Archived Opinion

Connecting the human ties that bind

Connecting the human ties that bind

It is mind-boggling that in the year 2022 a barbaric, nonsensical war rages in Ukraine. It’s an example that no matter how evolved we are or how technologically advanced we become, the wickedness of one human can impact the world and destroy precious lives. 

My heart is aching for Ukrainian citizens, the unnecessary loss of life and the destruction of their beautiful country. My heart also aches for Russians who do not agree with this war but are having to fight anyway. Like many others, I’m watching and reading news reports in horror and wanting so badly to help. 

Last week I had this desire to somehow connect with Ukrainian mothers and children but was unsure how to make this happen. I wanted there to be a way for an American woman to connect with a Ukrainian woman in an attempt to build her up emotionally and send resources or money if possible. But, I also understood that Ukrainians are simply trying to survive and have zero bandwidth or energy to harbor a pen pal or new friend in the U.S.

I decided to put the idea aside and revisit it later when Ukrainians are hopefully on the other side of this. I’m more than willing to donate to a nonprofit or other organization that is managing the disbursement of funds and assistance, but part of me just so badly wanted to reach out to an actual person and make sure she was OK.

But then something unique happened, as if the universe answered my call. 

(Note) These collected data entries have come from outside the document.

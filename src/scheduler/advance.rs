use smallvec::SmallVec;

use crate::container::EffectContainer;
use crate::core::{EngineConfig, Target, TickPolicy};
use crate::effects::{invoke, EffectCommands, Hook, InstanceId};

/// What one [`EffectScheduler::advance`] call did.
#[derive(Clone, Copy, Debug, Default, PartialEq, Eq)]
pub struct AdvanceReport {
    /// `on_tick` invocations.
    pub ticks: usize,
    /// Instances whose duration ran out this step.
    pub expired: usize,
}

impl AdvanceReport {
    /// Add another report's counts into this one.
    pub fn merge(&mut self, other: AdvanceReport) {
        self.ticks += other.ticks;
        self.expired += other.expired;
    }
}

/// Advances effect timers.
///
/// ## Algorithm
///
/// For each instance, in container order:
/// 1. If the effect ticks, its tick countdown drops by `dt`. Below zero,
///    the due ticks fire and the countdown is refilled according to the
///    [`TickPolicy`]: one tick under `Reset`, one per elapsed interval under
///    `Accumulate`. Either way at most `max_ticks_per_step` ticks fire per
///    instance per step.
/// 2. Unless the effect is forever, its duration drops by `dt`. Below
///    zero, the instance is marked as expired.
///
/// Expired instances are removed only after every instance has been
/// processed, in container order, each by its own removal policy.
///
/// ```
/// use std::sync::Arc;
/// use buff_engine::container::EffectContainer;
/// use buff_engine::core::{Character, EntityId, Stats, TickPolicy};
/// use buff_engine::effects::{EffectCommands, EffectDefinition, EffectId};
/// use buff_engine::scheduler::EffectScheduler;
///
/// let mut hero = Character::new("Hero", 10, Stats::default());
/// let mut container = EffectContainer::new(EntityId::new(1));
/// let mut commands = EffectCommands::new();
/// let haste = Arc::new(EffectDefinition::new(EffectId::new(1), "Haste").with_duration(5.0));
/// container.add(&haste, None, &mut hero, &mut commands).unwrap();
///
/// let scheduler = EffectScheduler::new(TickPolicy::Reset);
/// let report = scheduler.advance(&mut container, &mut hero, 6.0, &mut commands);
///
/// assert_eq!(report.expired, 1);
/// assert!(container.is_empty());
/// ```
#[derive(Clone, Copy, Debug, PartialEq, Eq)]
pub struct EffectScheduler {
    policy: TickPolicy,
    max_ticks_per_step: u32,
}

impl Default for EffectScheduler {
    fn default() -> Self {
        Self::new(TickPolicy::default())
    }
}

impl EffectScheduler {
    /// Create a scheduler with the given tick policy and the default
    /// per-step tick bound.
    #[must_use]
    pub fn new(policy: TickPolicy) -> Self {
        Self {
            policy,
            max_ticks_per_step: EngineConfig::DEFAULT_MAX_TICKS_PER_STEP,
        }
    }

    /// Create a scheduler from engine configuration.
    #[must_use]
    pub fn from_config(config: &EngineConfig) -> Self {
        Self::new(config.tick_policy).with_max_ticks_per_step(config.max_ticks_per_step)
    }

    /// Set the per-step tick bound (builder pattern).
    #[must_use]
    pub fn with_max_ticks_per_step(mut self, ticks: u32) -> Self {
        self.max_ticks_per_step = ticks;
        self
    }

    /// The tick policy in use.
    #[must_use]
    pub fn policy(&self) -> TickPolicy {
        self.policy
    }

    /// Maximum `on_tick` calls per instance per step.
    #[must_use]
    pub fn max_ticks_per_step(&self) -> u32 {
        self.max_ticks_per_step
    }

    /// Advance one container by `dt` seconds.
    ///
    /// `dt == 0` does nothing. A negative or non-finite `dt` is logged and
    /// ignored.
    ///
    /// With [`TickPolicy::Accumulate`] a large `dt` fires one tick per
    /// elapsed interval, up to the per-step limit. The work done is bounded
    /// by the container size whatever `dt` is.
    pub fn advance(
        &self,
        container: &mut EffectContainer,
        target: &mut dyn Target,
        dt: f32,
        commands: &mut EffectCommands,
    ) -> AdvanceReport {
        let mut report = AdvanceReport::default();
        if dt == 0.0 {
            return report;
        }
        if !(dt.is_finite() && dt > 0.0) {
            tracing::warn!(entity = %container.owner(), dt, "ignoring invalid time step");
            return report;
        }

        let mut expired: SmallVec<[InstanceId; 4]> = SmallVec::new();

        for index in 0..container.len() {
            let instance = container.instance_at_mut(index);
            if instance.definition.ticks() {
                instance.remaining_tick_time -= dt;
                if instance.remaining_tick_time < 0.0 {
                    report.ticks += self.fire_ticks(container, index, &mut *target, commands);
                }
            }

            let instance = container.instance_at_mut(index);
            if !instance.definition.forever {
                instance.remaining_duration -= dt;
                if instance.remaining_duration < 0.0 {
                    expired.push(instance.id);
                }
            }
        }

        report.expired = expired.len();
        for id in expired {
            if let Err(error) = container.remove(id, &mut *target, commands) {
                tracing::warn!(%error, "failed to remove expired effect");
            }
        }

        for instance in container.instances() {
            tracing::trace!(%instance, "active effect");
        }

        report
    }

    /// Fire the ticks that are due for the instance at `index` and refill
    /// its countdown. Returns the number of `on_tick` calls made.
    fn fire_ticks(
        &self,
        container: &mut EffectContainer,
        index: usize,
        target: &mut dyn Target,
        commands: &mut EffectCommands,
    ) -> usize {
        let instance = container.instance_at(index);
        let interval = instance.definition.tick_interval;
        let (due, refilled) = match self.policy {
            TickPolicy::Reset => (1, interval),
            TickPolicy::Accumulate => catch_up(instance.remaining_tick_time, interval),
        };

        let fired = due.min(u64::from(self.max_ticks_per_step));
        if fired < due {
            tracing::warn!(
                effect = %instance.effect_id(),
                entity = %instance.owner(),
                due,
                fired,
                "tick limit reached, skipping ticks"
            );
        }

        for _ in 0..fired {
            invoke(Hook::Tick, container.instance_at(index), &mut *target, None, commands);
        }
        container.instance_at_mut(index).remaining_tick_time = refilled;

        // `fired` is bounded by a u32.
        fired as usize
    }
}

/// Number of ticks due for a countdown that fell to `remaining < 0`, and
/// the countdown left after all of them, in `[0, interval)`.
///
/// Each tick adds `interval`, so `n = ceil(-remaining / interval)` ticks
/// bring the countdown back to zero or above.
fn catch_up(remaining: f32, interval: f32) -> (u64, f32) {
    let remaining = f64::from(remaining);
    let interval = f64::from(interval);

    let mut due = (-remaining / interval).ceil().max(1.0);
    if remaining + due * interval < 0.0 {
        due += 1.0;
    }
    let refilled = (remaining + due * interval).clamp(0.0, interval);

    // Float-to-int casts saturate.
    (due as u64, refilled as f32)
}
use crate::core::{EffectError, EntityId};
use crate::effects::{EffectCommands, Hook};
use crate::world::Entities;

use super::event::DamageEvent;

/// What happened to the defender.
#[derive(Clone, Copy, Debug, Default, PartialEq, Eq)]
pub struct DamageOutcome {
    /// Health actually lost.
    pub dealt: i64,
    /// The defender died and stayed dead.
    pub killed: bool,
    /// The defender dropped to zero health but an `on_be_killed` behavior
    /// revived it.
    pub saved: bool,
}

/// Runs a damage event through both sides' effects.
///
/// ## Sequence
///
/// 1. `on_hit` for every instance on the attacker.
/// 2. `on_be_hurt` for every instance on the defender.
/// 3. The defender loses `max(amount, 0)` health.
/// 4. If the defender is no longer alive:
///    - `on_be_killed` for every instance on the defender;
///    - liveness is checked again, and only if the defender is still dead,
///      `on_kill` for every instance on the attacker.
///
/// Behaviors see and may change the event in steps 1 and 2; the amount
/// left after step 2 is what gets applied. Sides without an effect
/// container simply skip their passes.
///
/// Commands queued by any hook run after the whole sequence. The check in
/// step 4 sees only health restored directly on the target; a healing
/// effect queued from `on_be_killed` is applied after `on_kill` has fired
/// and the outcome reports a kill.
#[derive(Clone, Copy, Debug, Default)]
pub struct DamagePipeline;

impl DamagePipeline {
    /// Create a pipeline.
    #[must_use]
    pub fn new() -> Self {
        Self
    }

    /// Resolve one damage event.
    ///
    /// The defender must exist and have a target; a named attacker must
    /// exist. Otherwise nothing runs and [`EffectError::InvalidTarget`] is
    /// returned.
    pub fn submit(
        &self,
        entities: &mut Entities,
        mut event: DamageEvent,
        commands: &mut EffectCommands,
    ) -> Result<DamageOutcome, EffectError> {
        let defender = event.defender;
        if !entities.contains(defender) {
            return Err(EffectError::invalid_target(defender, EffectError::NO_ENTITY));
        }
        if entities.target(defender).is_none() {
            return Err(EffectError::invalid_target(defender, EffectError::NO_TARGET));
        }
        if let Some(attacker) = event.attacker {
            if !entities.contains(attacker) {
                return Err(EffectError::invalid_target(attacker, EffectError::NO_ENTITY));
            }
        }

        if let Some(attacker) = event.attacker {
            fan_out(entities, attacker, Hook::Hit, &mut event, commands);
        }
        fan_out(entities, defender, Hook::BeHurt, &mut event, commands);

        let target = entities
            .target_mut(defender)
            .ok_or_else(|| EffectError::invalid_target(defender, EffectError::NO_TARGET))?;
        let before = target.health();
        target.set_health(before.saturating_sub(event.amount.max(0)));
        let mut outcome = DamageOutcome {
            dealt: before - target.health(),
            ..DamageOutcome::default()
        };
        if target.is_alive() {
            return Ok(outcome);
        }

        fan_out(entities, defender, Hook::BeKilled, &mut event, commands);

        if entities.target(defender).is_some_and(|t| t.is_alive()) {
            tracing::debug!(entity = %defender, "defender saved by its own effects");
            outcome.saved = true;
            return Ok(outcome);
        }

        outcome.killed = true;
        tracing::debug!(entity = %defender, attacker = ?event.attacker, "defender killed");
        if let Some(attacker) = event.attacker {
            fan_out(entities, attacker, Hook::Kill, &mut event, commands);
        }
        Ok(outcome)
    }
}

/// Fire `hook` over one entity's container, if it has target and container.
fn fan_out(
    entities: &mut Entities,
    entity: EntityId,
    hook: Hook,
    event: &mut DamageEvent,
    commands: &mut EffectCommands,
) {
    let Some((target, container)) = entities.get_mut(entity).and_then(|e| e.split_mut()) else {
        return;
    };
    container.fire(hook, target, Some(event), commands);
}
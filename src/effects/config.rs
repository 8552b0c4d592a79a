//! Data-only effect configuration.
//!
//! Hosts author effects in whatever asset format they use and deserialize
//! them into [`EffectConfig`] records. Behaviors are trait objects and
//! cannot be deserialized, so each hook slot names a behavior registered in
//! a [`BehaviorCatalog`]; [`EffectConfig::build`] resolves the names.
//!
//! ```
//! use buff_engine::core::StatDelta;
//! use buff_engine::effects::{BehaviorCatalog, EffectConfig, Hook, ModifyStats};
//!
//! let mut catalog = BehaviorCatalog::new();
//! catalog.insert("attack_up", ModifyStats::new(StatDelta::new().attack(2)));
//!
//! let mut config = EffectConfig::new(7, "Battle Cry");
//! config.duration = 10.0;
//! config.callbacks.on_create = Some("attack_up".into());
//!
//! let definition = config.build(&catalog).unwrap();
//! assert!(definition.callbacks.get(Hook::Create).is_some());
//! ```

use std::sync::Arc;

use rustc_hash::FxHashMap;
use serde::{Deserialize, Serialize};

use super::behavior::{EffectBehavior, EffectCallbacks, Hook};
use super::definition::{EffectDefinition, EffectId, IconRef, RefreshPolicy, RemovalPolicy};
use crate::core::ConfigError;

/// Behavior names per hook. `None` leaves the hook unbound.
#[derive(Clone, Debug, Default, PartialEq, Eq, Serialize, Deserialize)]
#[serde(default)]
pub struct CallbackNames {
    pub on_create: Option<String>,
    pub on_remove: Option<String>,
    pub on_tick: Option<String>,
    pub on_hit: Option<String>,
    pub on_be_hurt: Option<String>,
    pub on_kill: Option<String>,
    pub on_be_killed: Option<String>,
}

impl CallbackNames {
    /// The name bound to `hook`.
    #[must_use]
    pub fn get(&self, hook: Hook) -> Option<&str> {
        let name = match hook {
            Hook::Create => &self.on_create,
            Hook::Remove => &self.on_remove,
            Hook::Tick => &self.on_tick,
            Hook::Hit => &self.on_hit,
            Hook::BeHurt => &self.on_be_hurt,
            Hook::Kill => &self.on_kill,
            Hook::BeKilled => &self.on_be_killed,
        };
        name.as_deref()
    }
}

fn one() -> u32 {
    1
}

/// Serializable form of an [`EffectDefinition`].
#[derive(Clone, Debug, PartialEq, Serialize, Deserialize)]
pub struct EffectConfig {
    pub id: EffectId,
    pub name: String,
    #[serde(default)]
    pub icon: Option<IconRef>,
    #[serde(default)]
    pub priority: i32,
    #[serde(default = "one")]
    pub max_stack: u32,
    #[serde(default)]
    pub refresh: RefreshPolicy,
    #[serde(default)]
    pub removal: RemovalPolicy,
    #[serde(default)]
    pub forever: bool,
    #[serde(default)]
    pub duration: f32,
    #[serde(default)]
    pub tick_interval: f32,
    #[serde(default)]
    pub callbacks: CallbackNames,
}

impl EffectConfig {
    /// A config with the same defaults as [`EffectDefinition::new`].
    pub fn new(id: u32, name: impl Into<String>) -> Self {
        Self {
            id: EffectId::new(id),
            name: name.into(),
            icon: None,
            priority: 0,
            max_stack: 1,
            refresh: RefreshPolicy::default(),
            removal: RemovalPolicy::default(),
            forever: false,
            duration: 0.0,
            tick_interval: 0.0,
            callbacks: CallbackNames::default(),
        }
    }

    /// Resolve behavior names and validate.
    pub fn build(&self, catalog: &BehaviorCatalog) -> Result<EffectDefinition, ConfigError> {
        let mut callbacks = EffectCallbacks::new();
        for hook in Hook::ALL {
            if let Some(name) = self.callbacks.get(hook) {
                let behavior = catalog.get(name).ok_or_else(|| ConfigError::UnknownBehavior {
                    effect: self.id,
                    behavior: name.to_string(),
                })?;
                callbacks.set(hook, Arc::clone(behavior));
            }
        }

        let definition = EffectDefinition {
            id: self.id,
            name: self.name.clone(),
            icon: self.icon.clone(),
            priority: self.priority,
            max_stack: self.max_stack,
            refresh: self.refresh,
            removal: self.removal,
            forever: self.forever,
            duration: self.duration,
            tick_interval: self.tick_interval,
            callbacks,
        };
        definition.validate()?;
        Ok(definition)
    }
}

/// Named behaviors that configs can refer to.
#[derive(Clone, Debug, Default)]
pub struct BehaviorCatalog {
    behaviors: FxHashMap<String, Arc<dyn EffectBehavior>>,
}

impl BehaviorCatalog {
    /// Create an empty catalog.
    #[must_use]
    pub fn new() -> Self {
        Self::default()
    }

    /// Register a behavior under `name`, replacing any previous one.
    pub fn insert(&mut self, name: impl Into<String>, behavior: impl EffectBehavior + 'static) {
        self.insert_shared(name, Arc::new(behavior));
    }

    /// Register an already shared behavior.
    pub fn insert_shared(&mut self, name: impl Into<String>, behavior: Arc<dyn EffectBehavior>) {
        self.behaviors.insert(name.into(), behavior);
    }

    /// Look up a behavior.
    #[must_use]
    pub fn get(&self, name: &str) -> Option<&Arc<dyn EffectBehavior>> {
        self.behaviors.get(name)
    }

    /// Number of registered behaviors.
    #[must_use]
    pub fn len(&self) -> usize {
        self.behaviors.len()
    }

    /// Is the catalog empty?
    #[must_use]
    pub fn is_empty(&self) -> bool {
        self.behaviors.is_empty()
    }
}
//! Target capability.
//!
//! The engine never owns character data. Whatever the host uses for its
//! characters implements [`Target`], and the engine reaches health and stats
//! only through it. [`Character`] is a ready-made implementation.

use super::stats::Stats;

/// Something effects can be applied to and damage can be dealt to.
///
/// ## Invariant
///
/// Health never goes below zero. Implementations clamp in
/// [`set_health`](Target::set_health); the damage pipeline relies on it and
/// does not clamp itself.
pub trait Target {
    /// Current health.
    fn health(&self) -> i64;

    /// Set health, clamping at zero.
    fn set_health(&mut self, health: i64);

    /// Is this target alive? Defaults to `health() > 0`.
    fn is_alive(&self) -> bool {
        self.health() > 0
    }

    /// The stat record behaviors read.
    fn stats(&self) -> &Stats;

    /// The stat record behaviors mutate.
    fn stats_mut(&mut self) -> &mut Stats;
}

/// A named character with health and stats.
///
/// ```
/// use buff_engine::core::{Character, Stats, Target};
///
/// let mut goblin = Character::new("Goblin", 10, Stats::new(3, 5));
/// goblin.set_health(-4);
///
/// assert_eq!(goblin.health(), 0);
/// assert!(!goblin.is_alive());
/// ```
#[derive(Clone, Debug, PartialEq, Eq)]
pub struct Character {
    /// Display name.
    pub name: String,
    health: i64,
    stats: Stats,
}

impl Character {
    /// Create a character. Negative starting health is clamped to zero.
    pub fn new(name: impl Into<String>, health: i64, stats: Stats) -> Self {
        Self {
            name: name.into(),
            health: health.max(0),
            stats,
        }
    }
}

impl Target for Character {
    fn health(&self) -> i64 {
        self.health
    }

    fn set_health(&mut self, health: i64) {
        self.health = health.max(0);
    }

    fn stats(&self) -> &Stats {
        &self.stats
    }

    fn stats_mut(&mut self) -> &mut Stats {
        &mut self.stats
    }
}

According to a recent Washington Post article, Airbnb announced that it would suspend all of its operations in Russia and Belarus, and that many people are booking Airbnbs in Ukraine with no intention of staying but as a way to assist hosts. After reading this piece and several others about Americans and Europeans renting vacation homes as a means to send money directly to individual people and families Ukraine, I decided maybe this would be a way I could connect with someone on a more personal level.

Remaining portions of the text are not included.